HERE'S WHY THEY CALL IT MEDICAL CITY
Orlando VA Medical Center
Serving more than 110,000 veterans in Central Florida, the medical center is open for outpatient, inpatient and emergency services and is in the final stages of opening additional inpatient beds and other specialty services. The VA’s newest state-of-the-art healthcare facility encompasses 134 acute inpatient beds, providing complex medical/surgical/mental health specialty care, advanced diagnostic services, a 120-bed Community Living Center, a 60-bed Residential Rehabilitation Treatment Program, and a large multispecialty outpatient clinic.
University of Central Florida College of Medicine
UCF’s Health Sciences Campus, which opened in 2010, includes a 170,000-square-foot medical education facility and the 198,000-square-foot Burnett Biomedical Sciences building. The M.D. program enrolls more than 400 students. In addition, the college includes approximately 3,000 undergraduates and graduate students in the biomedical sciences, including biotechnology, medical laboratory sciences and molecular biology. The $175 million UCF Lake Nona Medical Center is being planned next to the medical school in partnership with the Hospital Corporation of America (HCA).
The GuideWell Innovation Center
The GuideWell Innovation CoRE (Collaborative Resource Ecosystem) is part of the 92,000-square-foot GuideWell Innovation Center. Its purpose is to connect entrepreneurs, research and development experts and healthcare leaders with ideas, funding and resources. “We’ll be working with early-stage companies, and helping incubate those companies while they’re developing new technologies and solutions for healthcare,” says Pat Geraghty, GuideWell’s chairman and CEO. The complex offers a variety of spaces designed to enhance interaction, including a 250-seat theater in the round, co-working space for start-ups and entrepreneurs, a “start-up garage” featuring the latest 3-D printing technology and industrial engineering expertise from Edison Nation Medical. There’s also a living lab for testing new products and technology as well as an audiovisual production studio, an executive boardroom and a screening room.

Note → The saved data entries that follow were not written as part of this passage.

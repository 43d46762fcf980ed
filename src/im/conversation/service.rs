//! 会话同步服务层
//!
//! 持有历史快照和实时推送快照，任一来源变化时整体重新合并，
//! 再据此计算未读数和联系人列表。监听器总是在释放锁之后回调。

use crate::im::conversation::listener::{ConversationListener, EmptyConversationListener};
use crate::im::conversation::models::{ConversationSyncerConfig, ConversationView};
use crate::im::conversation::projector::{ContactListProjector, ContactSummary};
use crate::im::conversation::read_position::ReadPositionTracker;
use crate::im::message::api::{HistoryFetcher, ReadPositionApi};
use crate::im::message::reconciler::{reconcile, ConversationLog, LiveBuffer};
use crate::im::message::types::{DirectMessage, UserId};
use anyhow::{Context, Result};
use std::collections::BTreeMap;
use std::sync::Arc;
use tokio::sync::RwLock;
use tokio::task::JoinHandle;
use tracing::{debug, error, info, warn};

struct SyncState {
    history: Vec<DirectMessage>,
    history_loaded: bool,
    live: LiveBuffer,
    logs: BTreeMap<UserId, ConversationLog>,
    unread: BTreeMap<UserId, usize>,
    tracker: ReadPositionTracker,
    projector: ContactListProjector,
    active_contact: Option<UserId>,
    last_total_unread: usize,
    /// reset 时递增，丢弃上一会话发起的请求结果
    epoch: u64,
}

/// 一次变更后需要通知出去的结果
struct Snapshot {
    contact_list: Vec<ContactSummary>,
    total_unread: Option<usize>,
}

impl SyncState {
    fn new(current_user: UserId) -> Self {
        Self {
            history: Vec::new(),
            history_loaded: false,
            live: LiveBuffer::new(),
            logs: BTreeMap::new(),
            unread: BTreeMap::new(),
            tracker: ReadPositionTracker::new(current_user),
            projector: ContactListProjector::new(),
            active_contact: None,
            last_total_unread: 0,
            epoch: 0,
        }
    }

    /// 清空会话数据并进入新的 epoch
    fn clear(&mut self) {
        self.history.clear();
        self.history_loaded = false;
        self.live.clear();
        self.logs.clear();
        self.unread.clear();
        self.tracker.reset();
        self.projector.reset();
        self.active_contact = None;
        self.last_total_unread = 0;
        self.epoch += 1;
    }

    /// 从两个快照重新合并
    fn recompute(&mut self, current_user: UserId) {
        self.logs = reconcile(current_user, &self.history, self.live.as_slice());
        self.tracker.absorb_markers(self.logs.values());
        self.projector.refresh_hidden(&self.logs);
        self.refresh_unread();
    }

    fn refresh_unread(&mut self) {
        self.unread = self
            .tracker
            .unread_counts(self.logs.values(), self.history_loaded);
    }

    fn mark_read_optimistically(&mut self, contact_id: UserId) -> bool {
        match self.logs.get(&contact_id) {
            Some(log) => self
                .tracker
                .mark_contact_as_read_optimistically(contact_id, log),
            None => false,
        }
    }

    fn contact_list(&self) -> Vec<ContactSummary> {
        self.projector
            .project(&self.logs, &self.unread, &self.tracker)
    }

    fn snapshot(&mut self) -> Snapshot {
        let contact_list = self.contact_list();
        let total: usize = contact_list.iter().map(|s| s.unread_count).sum();
        let total_unread = if total != self.last_total_unread {
            self.last_total_unread = total;
            Some(total)
        } else {
            None
        };
        Snapshot {
            contact_list,
            total_unread,
        }
    }
}

/// 私信会话同步器
///
/// 可廉价克隆，克隆之间共享状态。
#[derive(Clone)]
pub struct ConversationSyncer {
    config: ConversationSyncerConfig,
    history_api: Arc<dyn HistoryFetcher>,
    read_api: Arc<dyn ReadPositionApi>,
    state: Arc<RwLock<SyncState>>,
    listener: Arc<dyn ConversationListener>,
}

impl ConversationSyncer {
    /// 创建新的会话同步器（使用默认空监听器）
    pub fn new(
        config: ConversationSyncerConfig,
        history_api: Arc<dyn HistoryFetcher>,
        read_api: Arc<dyn ReadPositionApi>,
    ) -> Self {
        Self::with_listener(
            config,
            history_api,
            read_api,
            Arc::new(EmptyConversationListener),
        )
    }

    /// 创建新的会话同步器（带自定义监听器）
    pub fn with_listener(
        config: ConversationSyncerConfig,
        history_api: Arc<dyn HistoryFetcher>,
        read_api: Arc<dyn ReadPositionApi>,
        listener: Arc<dyn ConversationListener>,
    ) -> Self {
        info!("[Sync] 创建会话同步器，用户ID: {}", config.user_id);
        let state = SyncState::new(config.user_id);
        Self {
            config,
            history_api,
            read_api,
            state: Arc::new(RwLock::new(state)),
            listener,
        }
    }

    pub fn user_id(&self) -> UserId {
        self.config.user_id
    }

    async fn notify(&self, snapshot: Snapshot) {
        self.listener
            .on_conversation_changed(snapshot.contact_list)
            .await;
        if let Some(total) = snapshot.total_unread {
            debug!("[Sync] 📢 总未读数变更: {}", total);
            self.listener
                .on_total_unread_message_count_changed(total)
                .await;
        }
    }

    /// 分页拉取收件箱历史，填充历史快照
    ///
    /// 遇到 `hasMore == false`、不满一页或达到页数上限时停止。返回本次拉取的消息数；
    /// 拉取期间发生 reset 时结果被丢弃，返回 0。
    pub async fn load_history(&self) -> Result<usize> {
        info!("[Sync] 🔄 开始加载历史消息...");
        let epoch = self.state.read().await.epoch;
        self.listener.on_sync_server_start().await;

        let messages = match self.fetch_inbox_pages().await {
            Ok(messages) => messages,
            Err(e) => {
                error!("[Sync] ❌ 加载历史消息失败: {:?}", e);
                self.listener.on_sync_server_failed().await;
                return Err(e);
            }
        };
        let count = messages.len();

        let snapshot = {
            let mut state = self.state.write().await;
            if state.epoch != epoch {
                warn!("[Sync] 会话已重置，丢弃 {} 条历史消息", count);
                return Ok(0);
            }
            // 新拉取的在前，合并时同 ID 以新版本为准
            let previous = std::mem::replace(&mut state.history, messages);
            state.history.extend(previous);
            state.history_loaded = true;
            state.recompute(self.config.user_id);
            info!(
                "[Sync] ✅ 历史消息加载完成: {} 条, {} 个会话",
                count,
                state.logs.len()
            );
            state.snapshot()
        };

        self.listener.on_sync_server_finish().await;
        self.notify(snapshot).await;
        Ok(count)
    }

    async fn fetch_inbox_pages(&self) -> Result<Vec<DirectMessage>> {
        let page_size = self.config.history_page_size;
        let mut all = Vec::new();
        for page in 1..=self.config.history_max_pages {
            let resp = self
                .history_api
                .fetch_inbox(page, page_size)
                .await
                .with_context(|| format!("拉取第 {} 页历史失败", page))?;
            let fetched = resp.messages.len();
            all.extend(resp.messages);
            self.listener.on_sync_server_progress(page).await;
            debug!("[Sync] 第 {} 页: {} 条, hasMore={}", page, fetched, resp.has_more);
            if !resp.has_more || fetched < page_size as usize {
                break;
            }
            if page == self.config.history_max_pages {
                warn!(
                    "[Sync] ⚠️ 已达到历史页数上限 {}，停止拉取",
                    self.config.history_max_pages
                );
            }
        }
        Ok(all)
    }

    /// 向前加载一个会话中更早的一页消息，返回服务器是否还有更多
    ///
    /// 拉取期间发生 reset 时结果被丢弃，返回 `false`。
    pub async fn load_more(&self, contact_id: UserId) -> Result<bool> {
        let (epoch, before) = {
            let state = self.state.read().await;
            let before = state
                .logs
                .get(&contact_id)
                .and_then(|log| log.oldest_sync_id());
            (state.epoch, before)
        };
        info!(
            "[Sync] 📜 加载更早的消息: contact={}, before={:?}",
            contact_id, before
        );
        let page = self
            .history_api
            .fetch_conversation(contact_id, before, self.config.history_page_size)
            .await
            .with_context(|| format!("加载会话 {} 的更早消息失败", contact_id))?;
        let has_more = page.has_more;

        let snapshot = {
            let mut state = self.state.write().await;
            if state.epoch != epoch {
                warn!("[Sync] 会话已重置，丢弃更早的消息: contact={}", contact_id);
                return Ok(false);
            }
            state.history.extend(page.messages);
            state.recompute(self.config.user_id);
            state.snapshot()
        };
        self.notify(snapshot).await;
        Ok(has_more)
    }

    /// 处理一条实时推送消息，返回是否为新消息
    ///
    /// 属于当前打开会话的消息立即视为已读（仅本地）。
    pub async fn on_live_message(&self, message: DirectMessage) -> bool {
        let contact_id = message.counterpart(self.config.user_id);
        let (is_new, snapshot) = {
            let mut state = self.state.write().await;
            let is_new = state.live.push(self.config.user_id, message);
            state.recompute(self.config.user_id);
            if state.active_contact == Some(contact_id) && state.mark_read_optimistically(contact_id)
            {
                state.refresh_unread();
            }
            (is_new, state.snapshot())
        };
        if !is_new {
            debug!("[Sync] 重复推送，已覆盖旧版本: contact={}", contact_id);
        }
        self.notify(snapshot).await;
        is_new
    }

    /// 推进与 `contact_id` 会话的已读位置
    ///
    /// 本地乐观值同步生效，服务器调用在后台进行，返回其任务句柄。
    /// 目标是自己或 ID 非法时不做任何事。
    pub async fn update_readline_position(&self, contact_id: UserId) -> Option<JoinHandle<()>> {
        if contact_id <= 0 || contact_id == self.config.user_id {
            debug!("[ReadLine] 忽略无效的已读目标: {}", contact_id);
            return None;
        }

        let (epoch, snapshot) = {
            let mut state = self.state.write().await;
            if state.mark_read_optimistically(contact_id) {
                state.refresh_unread();
            }
            (state.epoch, state.snapshot())
        };
        self.notify(snapshot).await;

        let this = self.clone();
        Some(tokio::spawn(async move {
            this.confirm_read_position(contact_id, epoch).await;
        }))
    }

    async fn confirm_read_position(&self, contact_id: UserId, epoch: u64) {
        let sync_id = match self.read_api.update_read_position(contact_id).await {
            Ok(Some(sync_id)) => sync_id,
            Ok(None) => {
                debug!("[ReadLine] 服务器已读位置已更新: contact={}", contact_id);
                return;
            }
            Err(e) => {
                warn!(
                    "[ReadLine] ⚠️ 更新服务器已读位置失败: contact={}, {:?}",
                    contact_id, e
                );
                return;
            }
        };

        let snapshot = {
            let mut state = self.state.write().await;
            if state.epoch != epoch {
                debug!("[ReadLine] 会话已重置，丢弃已读应答: contact={}", contact_id);
                return;
            }
            if !state.tracker.record_server_read_line(contact_id, sync_id) {
                return;
            }
            info!(
                "[ReadLine] ✅ 服务器已读线: contact={}, syncId={}",
                contact_id, sync_id
            );
            state.refresh_unread();
            state.snapshot()
        };
        self.notify(snapshot).await;
    }

    /// 切换当前打开的会话：离开的和进入的会话都推进已读位置
    pub async fn set_active_contact(&self, contact_id: Option<UserId>) {
        let previous = {
            let mut state = self.state.write().await;
            std::mem::replace(&mut state.active_contact, contact_id)
        };
        if previous == contact_id {
            return;
        }
        debug!("[Sync] 当前会话: {:?} -> {:?}", previous, contact_id);
        for contact in [previous, contact_id].into_iter().flatten() {
            self.update_readline_position(contact).await;
        }
    }

    pub async fn active_contact(&self) -> Option<UserId> {
        self.state.read().await.active_contact
    }

    /// 从联系人列表隐藏，出现新消息时自动恢复
    pub async fn hide_contact(&self, contact_id: UserId) {
        let snapshot = {
            let mut state = self.state.write().await;
            let visible = state
                .logs
                .get(&contact_id)
                .map(|log| log.visible_count())
                .unwrap_or(0);
            state.projector.hide(contact_id, visible);
            info!("[Sync] 🙈 隐藏会话: contact={}, 当前消息数={}", contact_id, visible);
            state.snapshot()
        };
        self.notify(snapshot).await;
    }

    /// `contactId -> {messages, unreadCount}`，不含只有已读线标记的会话
    pub async fn conversations(&self) -> BTreeMap<UserId, ConversationView> {
        let state = self.state.read().await;
        state
            .logs
            .values()
            .filter(|log| log.visible_count() > 0)
            .map(|log| {
                (
                    log.contact_id,
                    ConversationView {
                        messages: log.messages().cloned().collect(),
                        unread_count: state.unread.get(&log.contact_id).copied().unwrap_or(0),
                    },
                )
            })
            .collect()
    }

    /// 有序联系人列表
    pub async fn contact_list(&self) -> Vec<ContactSummary> {
        self.state.read().await.contact_list()
    }

    pub async fn unread_count(&self, contact_id: UserId) -> usize {
        self.state
            .read()
            .await
            .unread
            .get(&contact_id)
            .copied()
            .unwrap_or(0)
    }

    /// 联系人列表中所有会话的未读数之和
    pub async fn total_unread_count(&self) -> usize {
        self.contact_list()
            .await
            .iter()
            .map(|s| s.unread_count)
            .sum()
    }

    pub async fn effective_read_line(&self, contact_id: UserId) -> i64 {
        self.state
            .read()
            .await
            .tracker
            .effective_read_line(contact_id)
    }

    pub async fn peer_read_line(&self, contact_id: UserId) -> Option<i64> {
        self.state.read().await.tracker.peer_read_line(contact_id)
    }

    pub async fn is_history_loaded(&self) -> bool {
        self.state.read().await.history_loaded
    }

    /// 清空所有会话状态（登出）
    pub async fn reset(&self) {
        self.state.write().await.clear();
        info!("[Sync] 🧹 会话状态已清空");
    }
}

Nemours Children’s Hospital
Established as The Nemours Foundation through the legacy and philanthropy of Alfred I. duPont, Nemours has grown into one of the country’s leading pediatric health networks. Since opening in Medical City in October 2012, Nemours has cared for children from 50 states and 68 countries, bringing new pediatric medical services to the region — including the only three fellowship-trained pediatric interventional radiologists in Florida and the region’s only Muscular Dystrophy Association Clinic. Throughout Nemours, more than 450 funded research projects and clinical trials are in progress under the direction of more than 100 Nemours physician-scientists, 25 Ph.D. center directors and more than 200 support staff. Nemours recently announced it’s starting its first three-year pediatric residency program, and is approved to take 12 doctors a year when the program begins this summer. A Ronald McDonald House is on site, with accommodations for families who have children being treated at the hospital. There’s also a Publix pharmacy for patients, their families and employees.

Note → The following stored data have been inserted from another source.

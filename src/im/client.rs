//! 私信客户端
//!
//! 把推送连接、历史同步和已读位置组合成界面使用的接口。
//! 一次登录对应一个会话：`connect()` 在会话内只注册一次可见性监听、只加载一次历史，
//! `logout()` 结束会话并清空所有状态。

use crate::im::connection::{
    ConnectionConfig, ConnectionListener, ConnectionManager, ConnectionState, ReconnectPolicy,
    VisibilityGuard,
};
use crate::im::conversation::{
    ContactSummary, ConversationListener, ConversationSyncer, ConversationSyncerConfig,
    ConversationView, EmptyConversationListener,
};
use crate::im::error::SendError;
use crate::im::message::api::{HistoryFetcher, HttpMessageApi, ReadPositionApi};
use crate::im::message::listener::{AdvancedMsgListener, EmptyAdvancedMsgListener};
use crate::im::message::types::{DirectMessage, SendMessageRequest, UserId};
use anyhow::{Context, Result};
use async_trait::async_trait;
use std::collections::BTreeMap;
use std::sync::Arc;
use std::time::Duration;
use tokio::sync::{watch, Mutex};
use tokio::task::JoinHandle;
use tracing::{debug, error, info};

/// 客户端配置
#[derive(Clone, Debug)]
pub struct ClientConfig {
    /// 当前用户 ID
    pub user_id: UserId,
    /// 会话 token
    pub token: String,
    /// 推送服务 URL
    pub ws_url: String,
    /// HTTP API 基础地址（历史消息、已读位置）
    pub api_base_url: String,
    /// 压缩方式，例如 "gzip" 或空字符串表示不压缩
    pub compression: String,
    pub heartbeat_interval: Duration,
    pub send_timeout: Duration,
    pub connect_timeout: Duration,
    pub reconnect: ReconnectPolicy,
    pub history_page_size: u32,
    pub history_max_pages: u32,
}
//! 联系人列表投影
//!
//! 把合并后的会话转成界面遍历的有序列表：
//! 没有可展示消息的会话不出现，按最新消息的 createTime 降序排列，
//! 用户隐藏的会话在出现新的可展示消息后自动恢复。

use crate::im::conversation::read_position::ReadPositionTracker;
use crate::im::message::reconciler::ConversationLog;
use crate::im::message::types::{message_type, DirectMessage, UserId};
use serde::Serialize;
use std::collections::{BTreeMap, HashMap};
use tracing::info;

/// 预览最大字符数
const PREVIEW_MAX_CHARS: usize = 30;

/// 联系人列表中的一项
#[derive(Debug, Clone, PartialEq, Serialize)]
#[serde(rename_all = "camelCase")]
pub struct ContactSummary {
    pub contact_id: UserId,
    pub latest_message: DirectMessage,
    pub preview: String,
    pub unread_count: usize,
    /// 对方已读到我方消息的 syncId
    pub peer_read_line: Option<i64>,
}

/// 根据消息内容生成预览
pub fn build_preview(msg: &DirectMessage) -> String {
    if msg.message_type != message_type::TEXT {
        return "[新消息]".to_string();
    }
    let text = msg.content.trim();
    if text.is_empty() {
        return "[文本]".to_string();
    }
    text.chars().take(PREVIEW_MAX_CHARS).collect()
}

#[derive(Debug, Default, Clone)]
pub struct ContactListProjector {
    /// 会话对方 -> 隐藏时的可展示消息数
    hidden: HashMap<UserId, usize>,
}

impl ContactListProjector {
    pub fn new() -> Self {
        Self::default()
    }

    /// 隐藏会话，记录当前可展示消息数作为快照
    pub fn hide(&mut self, contact_id: UserId, visible_count: usize) {
        self.hidden.insert(contact_id, visible_count);
    }

    pub fn is_hidden(&self, contact_id: UserId) -> bool {
        self.hidden.contains_key(&contact_id)
    }

    /// 可展示消息数比隐藏时多的会话自动恢复，返回被恢复的会话
    pub fn refresh_hidden(&mut self, logs: &BTreeMap<UserId, ConversationLog>) -> Vec<UserId> {
        let mut restored = Vec::new();
        self.hidden.retain(|contact_id, snapshot| {
            let grew = logs
                .get(contact_id)
                .is_some_and(|log| log.visible_count() > *snapshot);
            if grew {
                restored.push(*contact_id);
            }
            !grew
        });
        for contact_id in &restored {
            info!("[Sync] 会话 {} 有新消息，自动取消隐藏", contact_id);
        }
        restored
    }

    pub fn project(
        &self,
        logs: &BTreeMap<UserId, ConversationLog>,
        unread: &BTreeMap<UserId, usize>,
        tracker: &ReadPositionTracker,
    ) -> Vec<ContactSummary> {
        let mut list: Vec<ContactSummary> = logs
            .values()
            .filter(|log| !self.is_hidden(log.contact_id))
            .filter_map(|log| {
                let latest = log.latest_message()?;
                Some(ContactSummary {
                    contact_id: log.contact_id,
                    latest_message: latest.clone(),
                    preview: build_preview(latest),
                    unread_count: unread.get(&log.contact_id).copied().unwrap_or(0),
                    peer_read_line: tracker.peer_read_line(log.contact_id),
                })
            })
            .collect();
        list.sort_by(|a, b| {
            b.latest_message
                .create_time
                .cmp(&a.latest_message.create_time)
                .then_with(|| a.contact_id.cmp(&b.contact_id))
        });
        list
    }

    pub fn reset(&mut self) {
        self.hidden.clear();
    }
}
use std::time::{Duration, Instant};

use relaybridge_transport::RelaySocket;
use tracing::{error, info};

/// Relay network access lifecycle.
///
/// The relay's one-time access handshake may fail (no connectivity, service
/// outage). Failures are logged and retried from [`maintain`](Self::maintain)
/// at `retry_interval` instead of aborting the host.
#[derive(Debug)]
pub struct RelayNetwork {
    retry_interval: Duration,
    last_attempt: Option<Instant>,
    attempts: u32,
}

impl RelayNetwork {
    pub fn new(retry_interval: Duration) -> Self {
        Self {
            retry_interval,
            last_attempt: None,
            attempts: 0,
        }
    }

    /// Attempt initialization now unless the relay is already ready.
    pub fn initialize<R: RelaySocket + ?Sized>(&mut self, relay: &mut R) -> bool {
        if relay.is_network_ready() {
            return true;
        }
        self.attempt(relay)
    }

    /// The low-frequency maintenance tick.
    ///
    /// Retries a failed initialization once `retry_interval` has elapsed,
    /// then drives the relay's own callback dispatch.
    pub fn maintain<R: RelaySocket + ?Sized>(&mut self, relay: &mut R) {
        if !relay.is_network_ready() {
            let due = self
                .last_attempt
                .is_none_or(|at| at.elapsed() >= self.retry_interval);
            if !due || !self.attempt(relay) {
                return;
            }
        }
        relay.run_callbacks();
    }

    /// Number of initialization attempts made so far.
    pub fn attempts(&self) -> u32 {
        self.attempts
    }

    fn attempt<R: RelaySocket + ?Sized>(&mut self, relay: &mut R) -> bool {
        self.attempts = self.attempts.saturating_add(1);
        self.last_attempt = Some(Instant::now());
        match relay.init_network() {
            Ok(()) => {
                info!(attempts = self.attempts, "relay network ready");
                true
            }
            Err(err) => {
                error!(
                    attempt = self.attempts,
                    error = %err,
                    retry_in = ?self.retry_interval,
                    "relay network initialization failed"
                );
                false
            }
        }
    }
}

impl Default for RelayNetwork {
    fn default() -> Self {
        Self::new(Duration::from_secs(1))
    }
}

University of Florida Research and Academic Center
The state’s flagship university has a 115,000-square-foot facility that houses a clinical research unit of its Institute on Aging — a program that studies, among other things, drug interactions in the elderly. It also houses the Orlando campus of the UF College of Pharmacy. The emphasis is on clinical research related to diabetes and cardiovascular disease as well as obesity. Through the UF Institute of Therapeutic Innovation, also at Lake Nona, researchers are conducting trials to help develop new anti-infectious disease drugs.
Sanford Burnham Prebys Medical Discovery Institute
Previously known as the Sanford-Burnham Medical Research Institute, the $85 million, 175,000-square-foot facility opened in 2009 as the first Medical City cornerstone. It encompasses the Diabetes and Obesity Research Center, where scientists focus on metabolic diseases such as diabetes and obesity as well as on Alzheimer’s disease and cancer. The institute’s East Coast campus — the main campus is in La Jolla, California — is also home to the Conrad Prebys Center for Chemical Genomics, where researchers work to identify and develop new medicines. Earlier the institute announced that it was no longer economically feasible to operate a Florida facility. However, at press time it appeared likely that UCF would create a comprehensive cancer research and treatment center at the facility, with a focus on basic and translational research. The university is reportedly bringing in three partners: the Sarah Cannon Research Institute, which is Hospital Corporation of America’s cancer research division; Provision Healthcare, a network of cancer centers and developer of next-generation proton beam therapy; and Alter+Care, an Illinois-based development and investment company to establish and fund the project.